■ AIM OF THE EXERCISE
Give back the full set of entries that follows, exactly as written.

[Stored items]
::::

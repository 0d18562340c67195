//! Run outcomes: per-file results and the aggregate summary.
//!
//! A [`RunSummary`] is built incrementally as the runner works through the
//! batch and returned when the run ends. It is the whole observable
//! product of a non-persisting run, and serializable so the CLI can dump
//! it as JSON.

use crate::error::FileError;
use serde::{Deserialize, Serialize};
use std::path::PathBuf;

/// What happened to one input file.
#[derive(Debug, Clone, Serialize, Deserialize)]
#[serde(tag = "status", rename_all = "snake_case")]
pub enum OutcomeStatus {
    /// The processor produced a result.
    Processed {
        /// JSON artifact written for this file, if the run persists
        /// per-file artifacts.
        artifact: Option<PathBuf>,
    },
    /// The file failed; the error says how.
    Failed { error: FileError },
}

/// One entry per discovered file, in processing order.
#[derive(Debug, Clone, Serialize, Deserialize)]
pub struct FileOutcome {
    pub path: PathBuf,
    pub stem: String,
    #[serde(flatten)]
    pub status: OutcomeStatus,
}

impl FileOutcome {
    pub fn is_processed(&self) -> bool {
        matches!(self.status, OutcomeStatus::Processed { .. })
    }
}

/// Aggregate counts and artifact list for one run.
#[derive(Debug, Clone, Default, Serialize, Deserialize)]
pub struct RunSummary {
    /// Files matched by discovery.
    pub discovered: usize,
    /// Files the processor handled successfully.
    pub processed: usize,
    /// Files that failed (processor error, absent result, or artifact
    /// write failure). `processed + failed == discovered` once the run
    /// has completed.
    pub failed: usize,
    /// Every artifact written during the run, in write order.
    pub artifacts: Vec<PathBuf>,
    /// Per-file detail, in processing order.
    pub files: Vec<FileOutcome>,
    /// Wall-clock duration of the whole run.
    pub duration_ms: u64,
}

impl RunSummary {
    /// Record a successful file, with its artifact path when one was written.
    pub(crate) fn record_success(
        &mut self,
        path: PathBuf,
        stem: String,
        artifact: Option<PathBuf>,
    ) {
        self.processed += 1;
        if let Some(ref a) = artifact {
            self.artifacts.push(a.clone());
        }
        self.files.push(FileOutcome {
            path,
            stem,
            status: OutcomeStatus::Processed { artifact },
        });
    }

    /// Record a failed file.
    pub(crate) fn record_failure(&mut self, path: PathBuf, stem: String, error: FileError) {
        self.failed += 1;
        self.files.push(FileOutcome {
            path,
            stem,
            status: OutcomeStatus::Failed { error },
        });
    }

    /// The failures of this run, in processing order.
    pub fn failures(&self) -> impl Iterator<Item = &FileError> {
        self.files.iter().filter_map(|f| match &f.status {
            OutcomeStatus::Failed { error } => Some(error),
            OutcomeStatus::Processed { .. } => None,
        })
    }
}

#[cfg(test)]
mod tests {
    use super::*;

    #[test]
    fn counts_track_recorded_outcomes() {
        let mut s = RunSummary {
            discovered: 3,
            ..Default::default()
        };
        s.record_success(
            PathBuf::from("a.pdf"),
            "a".into(),
            Some(PathBuf::from("a_processed.json")),
        );
        s.record_success(PathBuf::from("c.pdf"), "c".into(), None);
        s.record_failure(
            PathBuf::from("b.pdf"),
            "b".into(),
            FileError::EmptyResult { file: "b.pdf".into() },
        );

        assert_eq!(s.processed, 2);
        assert_eq!(s.failed, 1);
        assert_eq!(s.processed + s.failed, s.discovered);
        assert_eq!(s.artifacts, vec![PathBuf::from("a_processed.json")]);
        assert_eq!(s.failures().count(), 1);
    }

    #[test]
    fn summary_serializes_with_tagged_outcomes() {
        let mut s = RunSummary {
            discovered: 1,
            ..Default::default()
        };
        s.record_failure(
            PathBuf::from("b.pdf"),
            "b".into(),
            FileError::ProcessorFailed {
                file: "b.pdf".into(),
                detail: "corrupt".into(),
            },
        );

        let json = serde_json::to_value(&s).unwrap();
        assert_eq!(json["failed"], 1);
        assert_eq!(json["files"][0]["status"], "failed");
        assert_eq!(
            json["files"][0]["error"]["ProcessorFailed"]["detail"],
            "corrupt"
        );
    }

    #[test]
    fn empty_summary_is_all_zeroes() {
        let s = RunSummary::default();
        assert_eq!(s.discovered, 0);
        assert_eq!(s.processed, 0);
        assert_eq!(s.failed, 0);
        assert!(s.artifacts.is_empty());
    }
}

::::

■ EXPECTED OUTPUT
repository 0d18562340c67195
//! Run outcomes: per-file results and the aggregate summary.
//!
//! A [`RunSummary`] is built incrementally as the runner works through the
//! batch and returned when the run ends. It is the whole observable
//! product of a non-persisting run, and serializable so the CLI can dump
//! it as JSON.

use crate::error::FileError;
use serde::{Deserialize, Serialize};
use std::path::PathBuf;

/// What happened to one input file.
#[derive(Debug, Clone, Serialize, Deserialize)]
#[serde(tag = "status", rename_all = "snake_case")]
pub enum OutcomeStatus {
    /// The processor produced a result.
    Processed {
        /// JSON artifact written for this file, if the run persists
        /// per-file artifacts.
        artifact: Option<PathBuf>,
    },
    /// The file failed; the error says how.
    Failed { error: FileError },
}

/// One entry per discovered file, in processing order.
#[derive(Debug, Clone, Serialize, Deserialize)]
pub struct FileOutcome {
    pub path: PathBuf,
    pub stem: String,
    #[serde(flatten)]
    pub status: OutcomeStatus,
}

impl FileOutcome {
    pub fn is_processed(&self) -> bool {
        matches!(self.status, OutcomeStatus::Processed { .. })
    }
}

/// Aggregate counts and artifact list for one run.
#[derive(Debug, Clone, Default, Serialize, Deserialize)]
pub struct RunSummary {
    /// Files matched by discovery.
    pub discovered: usize,
    /// Files the processor handled successfully.
    pub processed: usize,
    /// Files that failed (processor error, absent result, or artifact
    /// write failure). `processed + failed == discovered` once the run
    /// has completed.
    pub failed: usize,
    /// Every artifact written during the run, in write order.
    pub artifacts: Vec<PathBuf>,
    /// Per-file detail, in processing order.
    pub files: Vec<FileOutcome>,
    /// Wall-clock duration of the whole run.
    pub duration_ms: u64,
}

impl RunSummary {
    /// Record a successful file, with its artifact path when one was written.
    pub(crate) fn record_success(
        &mut self,
        path: PathBuf,
        stem: String,
        artifact: Option<PathBuf>,
    ) {
        self.processed += 1;
        if let Some(ref a) = artifact {
            self.artifacts.push(a.clone());
        }
        self.files.push(FileOutcome {
            path,
            stem,
            status: OutcomeStatus::Processed { artifact },
        });
    }

    /// Record a failed file.
    pub(crate) fn record_failure(&mut self, path: PathBuf, stem: String, error: FileError) {
        self.failed += 1;
        self.files.push(FileOutcome {
            path,
            stem,
            status: OutcomeStatus::Failed { error },
        });
    }

    /// The failures of this run, in processing order.
    pub fn failures(&self) -> impl Iterator<Item = &FileError> {
        self.files.iter().filter_map(|f| match &f.status {
            OutcomeStatus::Failed { error } => Some(error),
            OutcomeStatus::Processed { .. } => None,
        })
    }
}

#[cfg(test)]
mod tests {
    use super::*;

    #[test]
    fn counts_track_recorded_outcomes() {
        let mut s = RunSummary {
            discovered: 3,
            ..Default::default()
        };
        s.record_success(
            PathBuf::from("a.pdf"),
            "a".into(),
            Some(PathBuf::from("a_processed.json")),
        );
        s.record_success(PathBuf::from("c.pdf"), "c".into(), None);
        s.record_failure(
            PathBuf::from("b.pdf"),
            "b".into(),
            FileError::EmptyResult { file: "b.pdf".into() },
        );

        assert_eq!(s.processed, 2);
        assert_eq!(s.failed, 1);
        assert_eq!(s.processed + s.failed, s.discovered);
        assert_eq!(s.artifacts, vec![PathBuf::from("a_processed.json")]);
        assert_eq!(s.failures().count(), 1);
    }

    #[test]
    fn summary_serializes_with_tagged_outcomes() {
        let mut s = RunSummary {
            discovered: 1,
            ..Default::default()
        };
        s.record_failure(
            PathBuf::from("b.pdf"),
            "b".into(),
            FileError::ProcessorFailed {
                file: "b.pdf".into(),
                detail: "corrupt".into(),
            },
        );

        let json = serde_json::to_value(&s).unwrap();
        assert_eq!(json["failed"], 1);
        assert_eq!(json["files"][0]["status"], "failed");
        assert_eq!(
            json["files"][0]["error"]["ProcessorFailed"]["detail"],
            "corrupt"
        );
    }

    #[test]
    fn empty_summary_is_all_zeroes() {
        let s = RunSummary::default();
        assert_eq!(s.discovered, 0);
        assert_eq!(s.processed, 0);
        assert_eq!(s.failed, 0);
        assert!(s.artifacts.is_empty());
    }
}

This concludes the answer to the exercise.